Q The President -- you’ve announced your Twitter campaign. The President is going to some sort of classic swing counties around Philadelphia.
MR. CARNEY: The election is over, man.
Q Evidently, it isn’t --
MR. CARNEY: He’s going to a great company that makes great products that is very interested in middle-class Americans having --
Q In an area that’s represented by
MR. CARNEY: -- having that $2,000 --
Q -- three Republicans in the House who are sort of in swing districts.
MR. CARNEY: It’s also pretty close to here. So the point is -- we’re making a point that I tried to make yesterday, and the President will make far better than I, that this is a debate that absolutely should involve the American people because the American people have the most at stake.

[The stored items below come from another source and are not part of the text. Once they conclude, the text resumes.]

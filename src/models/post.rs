use chrono::{DateTime, Local};
use serde::{Deserialize, Serialize};

/// A single generated short-form post: body text plus hashtags.
///
/// Produced by the provider and replaced wholesale on edit; tags are stored
/// without the leading `#`, which is re-added only at render/export time.
#[derive(Debug, Clone, PartialEq, Eq, Serialize, Deserialize)]
pub struct Post {
    /// Main text content, roughly 20-80 characters
    pub content: String,
    /// Hashtags without the `#` marker
    pub tags: Vec<String>,
    /// English scene description used to drive image/video generation
    #[serde(
        default,
        rename = "visualPrompt",
        skip_serializing_if = "Option::is_none"
    )]
    pub visual_prompt: Option<String>,
}

impl Post {
    pub fn new(content: impl Into<String>, tags: Vec<String>) -> Self {
        Self {
            content: content.into(),
            tags,
            visual_prompt: None,
        }
    }

    /// The exact text that gets copied or published: content, blank line,
    /// then `#`-prefixed tags joined by spaces.
    pub fn full_text(&self) -> String {
        if self.tags.is_empty() {
            return self.content.clone();
        }
        let hashtags = self
            .tags
            .iter()
            .map(|t| format!("#{}", t))
            .collect::<Vec<_>>()
            .join(" ");
        format!("{}\n\n{}", self.content, hashtags)
    }
}

/// A post the user committed to a future publish time. Session-local,
/// immutable after creation, deleted only by id.
#[derive(Debug, Clone, Serialize, Deserialize)]
pub struct ScheduledPost {
    #[serde(flatten)]
    pub post: Post,
    /// Unique within the session, never reused
    pub id: String,
    /// Free-form local time, e.g. "2025-03-10 09:00"
    pub scheduled_time: String,
    pub created_at: DateTime<Local>,
}

/// Normalize raw tag input: split on whitespace and commas, strip any
/// leading `#`, drop empty tokens.
pub fn normalize_tags(raw: &str) -> Vec<String> {
    raw.split(|c: char| c.is_whitespace() || c == ',')
        .map(|t| t.trim_start_matches('#'))
        .filter(|t| !t.is_empty())
        .map(|t| t.to_string())
        .collect()
}
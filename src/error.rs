use thiserror::Error;

use crate::models::{ConfigError, SelectionError};

/// Main error type for threadsmith
#[derive(Error, Debug)]
pub enum ThreadsmithError {
    #[error("Configuration error: {0}")]
    Config(#[from] ConfigError),

    #[error("Selection error: {0}")]
    Selection(#[from] SelectionError),

    #[error("Gemini error: {0}")]
    Gemini(#[from] GeminiError),

    #[error("Clipboard error: {0}")]
    Clipboard(String),

    #[error("Could not open compose link: {0}")]
    OpenCompose(String),

    #[error("IO error: {0}")]
    Io(#[from] std::io::Error),
}

/// Errors reported by the Gemini provider
#[derive(Error, Debug)]
pub enum GeminiError {
    /// Missing or invalid credential. The provider signals an invalid key as
    /// an "entity not found" condition on the model path.
    #[error("Invalid or missing API credential: {0}")]
    Auth(String),

    /// Payload could not be parsed against the declared response schema
    #[error("Response did not match the declared schema: {0}")]
    SchemaMismatch(String),

    #[error("Provider error{}: {message}", .status.map(|s| format!(" (HTTP {})", s)).unwrap_or_default())]
    Provider {
        status: Option<u16>,
        message: String,
    },

    #[error("Request timeout after {0} seconds")]
    Timeout(u64),

    #[error("Connection refused: {0}")]
    ConnectionRefused(String),

    #[error("Video generation did not complete after {attempts} polls")]
    PollExhausted { attempts: u32 },

    #[error("Failed to fetch generated video: {0}")]
    VideoFetch(String),
}

impl From<reqwest::Error> for GeminiError {
    fn from(err: reqwest::Error) -> Self {
        if err.is_timeout() {
            GeminiError::Timeout(0)
        } else if err.is_connect() {
            GeminiError::ConnectionRefused(err.to_string())
        } else if let Some(status) = err.status() {
            GeminiError::Provider {
                status: Some(status.as_u16()),
                message: err.to_string(),
            }
        } else {
            GeminiError::Provider {
                status: None,
                message: err.to_string(),
            }
        }
    }
}

impl GeminiError {
    /// Whether re-entering the credential could fix this error
    pub fn is_auth(&self) -> bool {
        matches!(self, GeminiError::Auth(_))
    }

    /// Short retry-later notice shown inside the session; never crashes a card.
    pub fn user_notice(&self) -> String {
        match self {
            GeminiError::Auth(_) => "API 金鑰無效或未設定，請重新輸入。".to_string(),
            GeminiError::SchemaMismatch(_) => "生成失敗，請稍後再試。".to_string(),
            GeminiError::PollExhausted { .. } | GeminiError::VideoFetch(_) => {
                "無法生成圖片/影片，請稍後再試。".to_string()
            }
            _ => "生成失敗，請稍後再試。".to_string(),
        }
    }
}

pub type Result<T> = std::result::Result<T, ThreadsmithError>;

#[cfg(test)]
mod tests {
    use super::*;

    #[test]
    fn test_provider_error_display_includes_status() {
        let err = GeminiError::Provider {
            status: Some(503),
            message: "overloaded".to_string(),
        };
        let text = err.to_string();
        assert!(text.contains("503"));
        assert!(text.contains("overloaded"));

        let err = GeminiError::Provider {
            status: None,
            message: "boom".to_string(),
        };
        assert!(!err.to_string().contains("HTTP"));
    }

    #[test]
    fn test_auth_error_is_recoverable() {
        let err = GeminiError::Auth("entity not found".to_string());
        assert!(err.is_auth());
        assert!(!GeminiError::Timeout(30).is_auth());
    }

    #[test]
    fn test_user_notice_never_exposes_internals() {
        let err = GeminiError::SchemaMismatch("expected array at line 1".to_string());
        assert_eq!(err.user_notice(), "生成失敗，請稍後再試。");

        let err = GeminiError::PollExhausted { attempts: 60 };
        assert!(err.user_notice().contains("稍後再試"));
    }

    #[test]
    fn test_top_level_conversions() {
        let err: ThreadsmithError = GeminiError::Timeout(30).into();
        assert!(matches!(err, ThreadsmithError::Gemini(_)));

        let err: ThreadsmithError = SelectionError::EmptyKeyword.into();
        assert!(matches!(err, ThreadsmithError::Selection(_)));
    }
}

And it’s entirely appropriate for the President to go out and present to American businesses and ordinary Americans his views on this, and to ask them to let their voices be heard here in Washington, because that’s how we get things done here in Washington. And we’ve learned this, as I talked about at the top.
Q If this isn’t about moving votes, what is it about?
MR. CARNEY: It’s about compelling action in Washington, and if that means moving votes, then that’s what it means. But that’s always been the case, and that’s what I described at the top. When the American people demand Congress to act, demand that Washington acts, and they do so by making their voices heard, Washington tends to act. I mean, that’s a fact and it’s one that’s as old as the Republic.
Q Is there no concern about hardening political lines by going so public with all of this?
MR. CARNEY: No. I mean, again, let’s look at the history here. Members of Congress are elected by their constituents -- ordinary Americans in districts and states across the country. They are answerable to their constituents. When their constituents get involved and they say, this is what we believe you should do, members of Congress tend to listen. That’s a good thing. That’s how the system should work. And the President also believes that he has a responsibility to go out into the country, to meet with ordinary Americans -- workers and business leaders and the like -- to talk about his vision and his plans when it comes to this debate, to hear their ideas, and to ask them to ensure that their voices are heard here in Washington. That’s, I think, a terrific description of how the system works and how it should work.
Q Finally, tomorrow’s lunch -- is there a symbolic element to this, to show the country and the world that there is this -- we’ve had this fight; now we’re going to break bread together?
MR. CARNEY: I think there is. I think there is a tradition here, and I think that it is one of the often-overlooked but remarkable things about this democracy, this oldest democracy, is that we have -- we consistently have elections and either pass power on to a new leader of a new power -- party, or because the voters chose, continue to invest power and authority in the office in the same party or the same individual, without violence and without the kind of anguish and disruptions that you see in so many other countries around the world, and you’ve seen throughout history.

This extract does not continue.